Transport and electricity provider in Mumbai, India

The Brihanmumbai Electricity Supply and Transport Undertaking (BEST) is an Indian civic transport and electricity provider public body based in Mumbai, Maharashtra. It was originally set up in 1873 as a tramway company called Bombay Tramway Company Limited. The enterprise set up a captive thermal power station at Wadi Bunder in 1905 to generate electricity for its trams, which positioned it to also supply electricity to the city. It then re-branded to Bombay Electric Supply & Tramways Company (BEST). In 1926, BEST began operating motor buses. In 1947, the company became an undertaking of the municipal corporation and rebranded itself to Bombay Electric Supply & Transport. In 1995, it was renamed Brihanmumbai Electric Supply & Transport. It now operates as an autonomous body under the municipal corporation.

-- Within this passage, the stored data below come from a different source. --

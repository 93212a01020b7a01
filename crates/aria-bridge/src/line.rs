// SPDX-License-Identifier: Apache-2.0 OR MIT
// Copyright (c) 2025-2026 naskel.com

//! Serial line framing.
//!
//! The relay prints one ASCII line per received report:
//!
//! ```text
//! :<122 hex characters>\r\n
//! ```
//!
//! Only the length and the leading colon are checked. The trailing
//! checksum byte is passed through to the decoder, which ignores it.

use crate::frame::FrameError;

/// Expected line length including the leading `:`.
pub const LINE_LENGTH: usize = 123;

/// First byte of every relay frame line.
pub const FRAME_PREFIX: u8 = b':';

/// Validate a raw serial line and return the decoded frame bytes.
///
/// Trailing `\r` and `\n` are stripped before checking.
pub fn decode_line(line: &[u8]) -> Result<Vec<u8>, FrameError> {
    let line = trim_line_end(line);

    if line.len() != LINE_LENGTH {
        return Err(FrameError::WrongLength {
            expected: LINE_LENGTH,
            actual: line.len(),
        });
    }
    if line[0] != FRAME_PREFIX {
        return Err(FrameError::MissingPrefix);
    }

    Ok(hex::decode(&line[1..])?)
}

fn trim_line_end(mut line: &[u8]) -> &[u8] {
    while let [rest @ .., b'\r' | b'\n'] = line {
        line = rest;
    }
    line
}
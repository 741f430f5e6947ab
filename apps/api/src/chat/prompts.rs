/// Seed turn sent alongside the contract before any replayed history.
pub const CHAT_CONTEXT_PROMPT: &str = "Use the attached contract as a context to answer my queries";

BEST operates one of India's largest bus fleets. Its service covers the entire city and also extends into neighbouring urban areas. In addition to buses, it also operates a ferry service in the northern reaches of Mumbai. The electricity division of the organisation is also one of the few electricity departments in India to garner an annual gross profit.

==History==
===1865–1873: Early proposals===

The idea of a mass public transport system for Bombay was first put forward in 1865 by an American company, which applied for a licence to operate a horse-drawn tramway system. Although a licence was granted, the project was never realized due to the prevailing economic depression in the city brought on by the end of the American Civil War, during which Bombay had made vast strides in its economy by supplying cotton and textiles to the world market. The tender was abandoned in 1871.

===1873–1905: Bombay Tramway Company Limited, introduction of horse-drawn trams===

The Bombay Tramway Company Limited (BTC) was formally set up in 1873. After the signing of a contract between BTC, the municipality, and Stearns and Kitteredge, the Bombay Presidency enacted the Bombay Tramways Act, 1874, under which the company was licensed to run a horsecar tramway service in the city. On 9 May 1874, the first horse-drawn tram made its debut, plying the Colaba–Pydhone route via Crawford Market, and Bori Bunder to Pydhonie via Kalbadevi. The initial fare was three annas (15 paise) , and no tickets were issued. As the service became increasingly popular, the fare was reduced to two annas (10 paise). Later that year, tickets were issued for the first time to curb increasing ticketless travel. Stearns and Kitteredge reportedly had a stable of 900 horses when tram service began.

In 1882, the municipality entered into an agreement with the Eastern Electric Light and Power Company to provide electric lighting in the Crawford Market and on some roads. The company went into liquidation the following year, however, and the market reverted to gas lighting. In 1899, BTC applied to the municipality for operation of electrically operated trams. Due to the high investment required, the company suggested that the Bombay Municipal Corporation (BMC) should waive its right to take over the tramways, which was to take place in 1901 according to the Bombay Tramways Act. Instead, the BMC decided to take over the company but was met with several legal problems. In 1904, the British Electric Traction Company applied for a license to supply electricity to the city. The Brush Electrical Engineering Company was its agent. It got the "Bombay Electric License" on 31 July 1905 signed by BTC, the Bombay municipality, and its agent, the Brush Electrical Company.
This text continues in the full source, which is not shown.